== AVAILABLE DATA ==

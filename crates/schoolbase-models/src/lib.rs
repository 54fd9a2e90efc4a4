//! # Schoolbase Models
//!
//! Domain models and DTOs for the Schoolbase API.
//!
//! Alongside database rows and request/response types, this crate holds the
//! pure engines the services build on. None of them touch the database.
//!
//! # Modules
//!
//! - [`accounting`]: Expenses, payroll and financial projections
//! - [`applications`]: Admission applications and reference codes
//! - [`attendance`]: Attendance marks and streak compaction
//! - [`auth`]: Login request/response
//! - [`communication`]: Message templates and their rendering
//! - [`discipline`]: Disciplinary cases
//! - [`exams`]: Assessments and results
//! - [`fees`]: Invoices, payments, waivers and the ledger state machine
//! - [`grading`]: Class reports, progress series and report cards
//! - [`ids`]: Typed id newtypes
//! - [`notifications`]: Notifications, preferences and `should_send`
//! - [`settings`]: Versioned school settings
//! - [`students`]: Student records
//! - [`teachers`]: Teachers, assignments and teaching scope
//! - [`timetable`]: Timetable config, slots and conflict detection
//! - [`users`]: Users, role views and guardian links
//!
//! # Example
//!
//! ```ignore
//! use schoolbase_models::fees::{Ledger, InvoiceStatus};
//!
//! let mut ledger = Ledger::open(100.0)?;
//! ledger.apply_payment(30.0)?;
//! assert_eq!(ledger.status, InvoiceStatus::Partial);
//! ```

pub mod accounting;
pub mod applications;
pub mod attendance;
pub mod auth;
pub mod communication;
pub mod discipline;
pub mod exams;
pub mod fees;
pub mod grading;
pub mod ids;
pub mod notifications;
pub mod settings;
pub mod students;
pub mod teachers;
mod text_enum;
pub mod timetable;
pub mod users;

// Re-export commonly used types at crate root for convenience
pub use auth::{LoginRequest, LoginResponse, MessageResponse};
pub use fees::{InvoiceStatus, Ledger, LedgerError, PaymentStatus};
pub use notifications::{Channel, NotificationEvent, NotificationType, should_send};
pub use settings::{SchoolSettings, Versioned};
pub use timetable::{Conflict, ConflictKind, compute_conflicts};
pub use users::{User, UserWithRoles};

===

WHAT YOU SHOULD DO -> Give again only the lines starting at the one that contains "and guardian links" and running to the end of the data.

ANSWER TO THE EXERCISE ->
//! - [`users`]: Users, role views and guardian links
//!
//! # Example
//!
//! ```ignore
//! use schoolbase_models::fees::{Ledger, InvoiceStatus};
//!
//! let mut ledger = Ledger::open(100.0)?;
//! ledger.apply_payment(30.0)?;
//! assert_eq!(ledger.status, InvoiceStatus::Partial);
//! ```

pub mod accounting;
pub mod applications;
pub mod attendance;
pub mod auth;
pub mod communication;
pub mod discipline;
pub mod exams;
pub mod fees;
pub mod grading;
pub mod ids;
pub mod notifications;
pub mod settings;
pub mod students;
pub mod teachers;
mod text_enum;
pub mod timetable;
pub mod users;

// Re-export commonly used types at crate root for convenience
pub use auth::{LoginRequest, LoginResponse, MessageResponse};
pub use fees::{InvoiceStatus, Ledger, LedgerError, PaymentStatus};
pub use notifications::{Channel, NotificationEvent, NotificationType, should_send};
pub use settings::{SchoolSettings, Versioned};
pub use timetable::{Conflict, ConflictKind, compute_conflicts};
pub use users::{User, UserWithRoles};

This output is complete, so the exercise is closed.